**What you should do**
Please copy every line from the records below that contains the string "Deserialize".

**Dataset excerpts**
//! Path-addressed state mutations.
//!
//! A path is an ordered list of string keys; the empty path is the tree root.
//! Sequence elements are addressed by their decimal index (`"0"`, `"1"`, ...).

use serde::{Deserialize, Serialize};
use serde_json::Value;

/// A single mutation of the state tree.
///
/// Serialized as `{"type":"set",...}` / `{"type":"append-text",...}`.
#[derive(Debug, Clone, PartialEq, Serialize, Deserialize)]
#[serde(tag = "type", rename_all = "kebab-case")]
pub enum Operation {
    /// Unconditionally assign `value` at `path`.
    Set { path: Vec<String>, value: Value },

    /// Concatenate `value` onto the existing string at `path`.
    AppendText { path: Vec<String>, value: String },
}

impl Operation {
    pub fn set(path: Vec<String>, value: impl Into<Value>) -> Self {
        Self::Set {
            path,
            value: value.into(),
        }
    }

    pub fn append_text(path: Vec<String>, value: impl Into<String>) -> Self {
        Self::AppendText {
            path,
            value: value.into(),
        }
    }

    pub fn path(&self) -> &[String] {
        match self {
            Self::Set { path, .. } | Self::AppendText { path, .. } => path,
        }
    }
}

/// Build an owned path from anything that yields string-ish segments.
///
/// ```
/// use as_domain::path;
/// assert_eq!(path(["messages", "0"]), vec!["messages".to_string(), "0".to_string()]);
/// ```
pub fn path<I, S>(segments: I) -> Vec<String>
where
    I: IntoIterator<Item = S>,
    S: Into<String>,
{
    segments.into_iter().map(Into::into).collect()
}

**Answer to this exercise**
use serde::{Deserialize, Serialize};
#[derive(Debug, Clone, PartialEq, Serialize, Deserialize)]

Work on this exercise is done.